Dataset records

use std::collections::HashMap;
use std::sync::Arc;
use std::sync::atomic::{AtomicBool, Ordering};

use async_trait::async_trait;
use tokio::sync::{Mutex, OwnedMutexGuard};

use crate::{
    CartItem, CartLine, LineId, OrderId, OrderLine, OrderRecord, OrderStatus, Product, ProductId,
    Result, StockLevel, StoreError, UserId,
    store::{Store, Transaction},
};

#[derive(Debug, Clone, Default)]
struct Tables {
    products: HashMap<ProductId, Product>,
    cart_items: Vec<CartItem>,
    orders: HashMap<OrderId, OrderRecord>,
    order_lines: Vec<OrderLine>,
}

impl Tables {
    fn cart_lines(&self, user_id: UserId) -> Vec<CartLine> {
        let mut lines: Vec<CartLine> = self
            .cart_items
            .iter()
            .filter(|item| item.user_id == user_id)
            .filter_map(|item| {
                self.products.get(&item.product_id).map(|product| CartLine {
                    item_id: item.id,
                    product_id: product.id,
                    name: product.name.clone(),
                    unit_price: product.price,
                    quantity: item.quantity,
                })
            })
            .collect();
        lines.sort_by_key(|line| line.product_id);
        lines
    }

    fn order_lines(&self, order_id: OrderId) -> Vec<OrderLine> {
        let mut lines: Vec<OrderLine> = self
            .order_lines
            .iter()
            .filter(|line| line.order_id == order_id)
            .cloned()
            .collect();
        lines.sort_by_key(|line| line.product_id);
        lines
    }
}

/// In-memory store implementation for testing.
///
/// A transaction holds the table lock from `begin` until it commits or is
/// dropped, so transactions are fully serialized. Writes go to a private copy
/// of the tables that replaces the shared one on commit.
#[derive(Clone, Default)]
pub struct InMemoryStore {
    tables: Arc<Mutex<Tables>>,
    fail_on_commit: Arc<AtomicBool>,
}

impl InMemoryStore {
    /// Creates a new empty in-memory store.
    pub fn new() -> Self {
        Self::default()
    }

    /// Configures every subsequent commit to fail and roll back.
    pub fn set_fail_on_commit(&self, fail: bool) {
        self.fail_on_commit.store(fail, Ordering::SeqCst);
    }

    /// Overwrites the stock counters of a product, bypassing the ledger.
    pub async fn set_stock_level(
        &self,
        product_id: ProductId,
        stock: u32,
        reserved_stock: u32,
    ) -> Result<()> {
        let mut tables = self.tables.lock().await;
        let product = tables
            .products
            .get_mut(&product_id)
            .ok_or_else(|| StoreError::Constraint(format!("no product {product_id}")))?;
        product.stock = stock;
        product.reserved_stock = reserved_stock;
        Ok(())
    }

    /// Returns the total number of orders stored.
    pub async fn order_count(&self) -> usize {
        self.tables.lock().await.orders.len()
    }
}

#[async_trait]
impl Store for InMemoryStore {
    async fn begin(&self) -> Result<Box<dyn Transaction>> {
        let guard = self.tables.clone().lock_owned().await;
        let working = guard.clone();
        Ok(Box::new(InMemoryTransaction {
            guard,
            working,
            fail_on_commit: self.fail_on_commit.load(Ordering::SeqCst),
        }))
    }

    async fn insert_product(&self, product: &Product) -> Result<()> {
        if product.reserved_stock > product.stock {
            return Err(StoreError::Constraint(format!(
                "reserved stock exceeds stock for product {}",
                product.id
            )));
        }

        let mut tables = self.tables.lock().await;
        if tables.products.contains_key(&product.id) {
            return Err(StoreError::Constraint(format!(
                "duplicate product {}",
                product.id
            )));
        }
        tables.products.insert(product.id, product.clone());
        Ok(())
    }

    async fn get_product(&self, product_id: ProductId) -> Result<Option<Product>> {
        Ok(self.tables.lock().await.products.get(&product_id).cloned())
    }

    async fn add_cart_item(&self, item: &CartItem) -> Result<()> {
        let mut tables = self.tables.lock().await;
        if !tables.products.contains_key(&item.product_id) {
            return Err(StoreError::Constraint(format!(
                "cart item references unknown product {}",
                item.product_id
            )));
        }
        tables.cart_items.push(item.clone());
        Ok(())
    }

    async fn cart_lines(&self, user_id: UserId) -> Result<Vec<CartLine>> {
        Ok(self.tables.lock().await.cart_lines(user_id))
    }

    async fn get_order(&self, order_id: OrderId) -> Result<Option<OrderRecord>> {
        Ok(self.tables.lock().await.orders.get(&order_id).cloned())
    }

    async fn order_lines(&self, order_id: OrderId) -> Result<Vec<OrderLine>> {
        Ok(self.tables.lock().await.order_lines(order_id))
    }

    async fn orders_for_user(&self, user_id: UserId) -> Result<Vec<OrderRecord>> {
        let tables = self.tables.lock().await;
        let mut orders: Vec<OrderRecord> = tables
            .orders
            .values()
            .filter(|order| order.user_id == user_id)
            .cloned()
            .collect();
        orders.sort_by(|a, b| b.created_at.cmp(&a.created_at));
        Ok(orders)
    }
}

struct InMemoryTransaction {
    guard: OwnedMutexGuard<Tables>,
    working: Tables,
    fail_on_commit: bool,
}

#[async_trait]
impl Transaction for InMemoryTransaction {
    async fn lock_cart(&mut self, user_id: UserId) -> Result<Vec<CartLine>> {
        Ok(self.working.cart_lines(user_id))
    }

    async fn lock_stock(&mut self, product_id: ProductId) -> Result<Option<StockLevel>> {
        Ok(self
            .working
            .products
            .get(&product_id)
            .map(|product| StockLevel {
                product_id,
                stock: product.stock,
                reserved_stock: product.reserved_stock,
            }))
    }

    async fn add_reserved_stock(&mut self, product_id: ProductId, quantity: u32) -> Result<()> {
        let Some(product) = self.working.products.get_mut(&product_id) else {
            return Ok(());
        };

        let reserved = product.reserved_stock.saturating_add(quantity);
        if reserved > product.stock {
            return Err(StoreError::Constraint(format!(
                "reserved stock would exceed stock for product {product_id}"
            )));
        }
        product.reserved_stock = reserved;
        Ok(())
    }

    async fn deduct_stock(&mut self, product_id: ProductId, quantity: u32) -> Result<u64> {
        match self.working.products.get_mut(&product_id) {
            Some(product) if product.stock >= quantity && product.reserved_stock >= quantity => {
                product.stock -= quantity;
                product.reserved_stock -= quantity;
                Ok(1)
            }
            _ => Ok(0),
        }
    }

    async fn release_reserved_stock(
        &mut self,
        product_id: ProductId,
        quantity: u32,
    ) -> Result<u64> {
        match self.working.products.get_mut(&product_id) {
            Some(product) if product.reserved_stock >= quantity => {
                product.reserved_stock -= quantity;
                Ok(1)
            }
            _ => Ok(0),
        }
    }

    async fn insert_order(&mut self, order: &OrderRecord) -> Result<()> {
        if self.working.orders.contains_key(&order.id) {
            return Err(StoreError::Constraint(format!("duplicate order {}", order.id)));
        }
        self.working.orders.insert(order.id, order.clone());
        Ok(())
    }

    async fn insert_order_line(&mut self, line: &OrderLine) -> Result<()> {
        if !self.working.orders.contains_key(&line.order_id) {
            return Err(StoreError::Constraint(format!(
                "order line references unknown order {}",
                line.order_id
            )));
        }
        if !self.working.products.contains_key(&line.product_id) {
            return Err(StoreError::Constraint(format!(
                "order line references unknown product {}",
                line.product_id
            )));
        }
        self.working.order_lines.push(line.clone());
        Ok(())
    }

    async fn order_lines(&mut self, order_id: OrderId) -> Result<Vec<OrderLine>> {
        Ok(self.working.order_lines(order_id))
    }

    async fn lock_order(&mut self, order_id: OrderId) -> Result<Option<OrderRecord>> {
        Ok(self.working.orders.get(&order_id).cloned())
    }

    async fn update_order_status(
        &mut self,
        order_id: OrderId,
        status: OrderStatus,
    ) -> Result<u64> {
        match self.working.orders.get_mut(&order_id) {
            Some(order) => {
                order.status = status;
                Ok(1)
            }
            None => Ok(0),
        }
    }

    async fn remove_cart_items(&mut self, item_ids: &[LineId]) -> Result<u64> {
        let before = self.working.cart_items.len();
        self.working
            .cart_items
            .retain(|item| !item_ids.contains(&item.id));
        Ok((before - self.working.cart_items.len()) as u64)
    }

    async fn commit(self: Box<Self>) -> Result<()> {
        if self.fail_on_commit {
            return Err(StoreError::Database(sqlx::Error::Protocol(
                "commit rejected".to_string(),
            )));
        }

        let InMemoryTransaction {
            mut guard, working, ..
        } = *self;
        *guard = working;
        Ok(())
    }

    async fn rollback(self: Box<Self>) -> Result<()> {
        Ok(())
    }
}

Exercise description
Tally, in the data above, the lines where the word "struct" occurs, and give the figure alone.

Response for this exercise
3